How to complete this task: Of the entries below, return only those lines from the line with "pub const fn" to the line with "the counter file.", exactly, both included.

Stored data entries

+ + + +

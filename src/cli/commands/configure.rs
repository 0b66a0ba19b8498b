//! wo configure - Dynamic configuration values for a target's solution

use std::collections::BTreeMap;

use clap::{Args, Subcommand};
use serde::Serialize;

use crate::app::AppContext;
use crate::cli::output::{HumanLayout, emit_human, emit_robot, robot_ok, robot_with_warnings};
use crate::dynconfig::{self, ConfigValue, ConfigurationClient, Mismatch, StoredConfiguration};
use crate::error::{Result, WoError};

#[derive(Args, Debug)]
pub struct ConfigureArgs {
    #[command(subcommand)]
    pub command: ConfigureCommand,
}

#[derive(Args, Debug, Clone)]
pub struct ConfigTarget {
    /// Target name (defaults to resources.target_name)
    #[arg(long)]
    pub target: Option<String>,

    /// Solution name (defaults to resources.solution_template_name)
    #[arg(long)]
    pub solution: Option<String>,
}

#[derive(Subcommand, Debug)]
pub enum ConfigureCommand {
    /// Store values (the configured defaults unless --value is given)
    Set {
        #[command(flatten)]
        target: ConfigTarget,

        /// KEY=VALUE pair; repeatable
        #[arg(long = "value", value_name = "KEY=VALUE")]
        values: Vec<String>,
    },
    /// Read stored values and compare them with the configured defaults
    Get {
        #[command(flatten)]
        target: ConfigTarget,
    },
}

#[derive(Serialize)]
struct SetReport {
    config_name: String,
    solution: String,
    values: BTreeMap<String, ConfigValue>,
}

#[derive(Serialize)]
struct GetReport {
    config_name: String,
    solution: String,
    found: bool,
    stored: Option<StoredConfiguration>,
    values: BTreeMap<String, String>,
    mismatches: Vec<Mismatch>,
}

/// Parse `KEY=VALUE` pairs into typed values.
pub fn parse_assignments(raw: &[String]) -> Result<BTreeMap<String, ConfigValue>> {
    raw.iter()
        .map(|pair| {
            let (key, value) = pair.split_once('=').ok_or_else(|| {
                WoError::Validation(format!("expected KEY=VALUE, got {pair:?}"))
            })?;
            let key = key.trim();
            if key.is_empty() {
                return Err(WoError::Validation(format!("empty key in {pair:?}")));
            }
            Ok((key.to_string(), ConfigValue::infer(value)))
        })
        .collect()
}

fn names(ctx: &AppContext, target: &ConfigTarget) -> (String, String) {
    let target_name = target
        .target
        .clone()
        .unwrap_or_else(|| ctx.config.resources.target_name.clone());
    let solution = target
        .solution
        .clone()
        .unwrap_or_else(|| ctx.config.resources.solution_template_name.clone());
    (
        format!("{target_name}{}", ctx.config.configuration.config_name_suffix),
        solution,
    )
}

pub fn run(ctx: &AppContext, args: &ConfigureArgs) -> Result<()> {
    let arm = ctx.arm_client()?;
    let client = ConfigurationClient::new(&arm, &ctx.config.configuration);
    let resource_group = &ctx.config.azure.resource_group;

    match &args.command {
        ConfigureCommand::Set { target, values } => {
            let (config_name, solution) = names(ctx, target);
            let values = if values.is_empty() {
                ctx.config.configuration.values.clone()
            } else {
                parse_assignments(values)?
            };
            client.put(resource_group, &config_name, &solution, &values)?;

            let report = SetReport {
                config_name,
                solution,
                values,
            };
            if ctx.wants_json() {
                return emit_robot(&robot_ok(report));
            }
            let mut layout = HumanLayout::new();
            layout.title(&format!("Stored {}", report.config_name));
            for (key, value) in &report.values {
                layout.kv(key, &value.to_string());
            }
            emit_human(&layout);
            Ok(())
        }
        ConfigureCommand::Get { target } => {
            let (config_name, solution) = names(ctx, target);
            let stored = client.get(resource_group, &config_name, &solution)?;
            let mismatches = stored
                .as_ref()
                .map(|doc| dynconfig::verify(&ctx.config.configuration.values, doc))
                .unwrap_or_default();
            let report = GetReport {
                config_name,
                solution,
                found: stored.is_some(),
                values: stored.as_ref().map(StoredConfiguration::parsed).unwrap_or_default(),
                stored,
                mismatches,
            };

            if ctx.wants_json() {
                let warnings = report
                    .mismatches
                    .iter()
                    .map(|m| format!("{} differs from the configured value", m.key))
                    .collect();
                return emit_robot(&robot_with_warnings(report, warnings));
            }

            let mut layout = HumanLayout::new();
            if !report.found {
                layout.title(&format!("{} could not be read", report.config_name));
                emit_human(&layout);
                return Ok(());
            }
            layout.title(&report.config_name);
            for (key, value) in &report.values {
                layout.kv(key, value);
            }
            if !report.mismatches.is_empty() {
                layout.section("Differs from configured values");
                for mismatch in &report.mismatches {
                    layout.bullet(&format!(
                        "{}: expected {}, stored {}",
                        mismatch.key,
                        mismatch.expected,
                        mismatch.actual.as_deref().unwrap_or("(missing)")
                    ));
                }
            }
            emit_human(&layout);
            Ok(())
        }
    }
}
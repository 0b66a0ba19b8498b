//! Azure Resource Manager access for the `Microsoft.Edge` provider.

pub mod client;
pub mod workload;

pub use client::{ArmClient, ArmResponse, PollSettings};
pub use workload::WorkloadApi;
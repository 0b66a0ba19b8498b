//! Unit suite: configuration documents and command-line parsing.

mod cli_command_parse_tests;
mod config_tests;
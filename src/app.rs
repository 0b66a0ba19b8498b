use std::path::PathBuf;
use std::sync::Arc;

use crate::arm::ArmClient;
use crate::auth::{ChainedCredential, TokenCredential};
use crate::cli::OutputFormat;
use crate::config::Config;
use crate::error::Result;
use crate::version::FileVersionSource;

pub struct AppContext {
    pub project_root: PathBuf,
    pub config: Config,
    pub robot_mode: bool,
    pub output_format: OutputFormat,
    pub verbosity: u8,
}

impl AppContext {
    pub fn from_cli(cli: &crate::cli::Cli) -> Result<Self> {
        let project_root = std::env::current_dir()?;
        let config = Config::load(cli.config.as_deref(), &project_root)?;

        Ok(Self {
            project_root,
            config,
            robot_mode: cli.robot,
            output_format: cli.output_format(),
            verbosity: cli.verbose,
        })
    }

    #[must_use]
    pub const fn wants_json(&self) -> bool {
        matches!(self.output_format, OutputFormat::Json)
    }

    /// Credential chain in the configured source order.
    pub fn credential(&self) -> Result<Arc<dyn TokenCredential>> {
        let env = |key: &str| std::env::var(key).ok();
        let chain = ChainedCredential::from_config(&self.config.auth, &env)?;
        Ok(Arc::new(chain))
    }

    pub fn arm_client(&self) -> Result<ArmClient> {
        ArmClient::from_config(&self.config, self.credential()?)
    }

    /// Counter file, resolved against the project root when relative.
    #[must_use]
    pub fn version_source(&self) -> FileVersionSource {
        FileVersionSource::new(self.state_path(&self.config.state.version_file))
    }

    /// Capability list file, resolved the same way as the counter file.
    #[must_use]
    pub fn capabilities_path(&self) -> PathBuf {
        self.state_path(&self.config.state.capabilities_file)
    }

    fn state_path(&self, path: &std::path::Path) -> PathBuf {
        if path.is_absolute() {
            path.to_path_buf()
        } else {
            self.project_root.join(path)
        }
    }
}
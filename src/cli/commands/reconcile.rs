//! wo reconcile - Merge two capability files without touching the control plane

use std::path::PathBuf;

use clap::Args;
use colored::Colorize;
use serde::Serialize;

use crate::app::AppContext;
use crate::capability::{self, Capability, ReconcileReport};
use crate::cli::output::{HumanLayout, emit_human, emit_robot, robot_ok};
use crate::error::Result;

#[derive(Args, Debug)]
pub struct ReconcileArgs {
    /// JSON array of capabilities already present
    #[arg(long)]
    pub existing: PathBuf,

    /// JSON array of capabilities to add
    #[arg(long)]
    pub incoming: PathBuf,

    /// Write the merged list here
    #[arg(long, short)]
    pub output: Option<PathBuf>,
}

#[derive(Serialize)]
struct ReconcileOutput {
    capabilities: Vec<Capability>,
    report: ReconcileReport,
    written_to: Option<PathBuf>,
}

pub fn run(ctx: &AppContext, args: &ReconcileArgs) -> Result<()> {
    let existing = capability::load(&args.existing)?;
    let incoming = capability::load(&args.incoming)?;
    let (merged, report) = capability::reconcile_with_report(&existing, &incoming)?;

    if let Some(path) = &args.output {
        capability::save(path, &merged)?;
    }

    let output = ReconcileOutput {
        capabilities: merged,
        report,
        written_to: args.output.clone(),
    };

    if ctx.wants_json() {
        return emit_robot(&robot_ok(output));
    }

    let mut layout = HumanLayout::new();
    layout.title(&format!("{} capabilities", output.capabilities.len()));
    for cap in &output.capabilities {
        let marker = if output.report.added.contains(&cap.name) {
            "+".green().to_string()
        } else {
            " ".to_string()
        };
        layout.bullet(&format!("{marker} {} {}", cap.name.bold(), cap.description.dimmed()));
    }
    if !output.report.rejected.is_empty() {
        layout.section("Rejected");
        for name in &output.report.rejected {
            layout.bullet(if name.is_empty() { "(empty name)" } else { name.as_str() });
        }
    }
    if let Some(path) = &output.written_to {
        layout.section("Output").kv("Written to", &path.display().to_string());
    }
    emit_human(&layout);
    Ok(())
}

+ + + +

Problem solution:
    pub const fn wants_json(&self) -> bool {
        matches!(self.output_format, OutputFormat::Json)
    }

    /// Credential chain in the configured source order.
    pub fn credential(&self) -> Result<Arc<dyn TokenCredential>> {
        let env = |key: &str| std::env::var(key).ok();
        let chain = ChainedCredential::from_config(&self.config.auth, &env)?;
        Ok(Arc::new(chain))
    }

    pub fn arm_client(&self) -> Result<ArmClient> {
        ArmClient::from_config(&self.config, self.credential()?)
    }

    /// Counter file, resolved against the project root when relative.
    #[must_use]
    pub fn version_source(&self) -> FileVersionSource {
        FileVersionSource::new(self.state_path(&self.config.state.version_file))
    }

    /// Capability list file, resolved the same way as the counter file.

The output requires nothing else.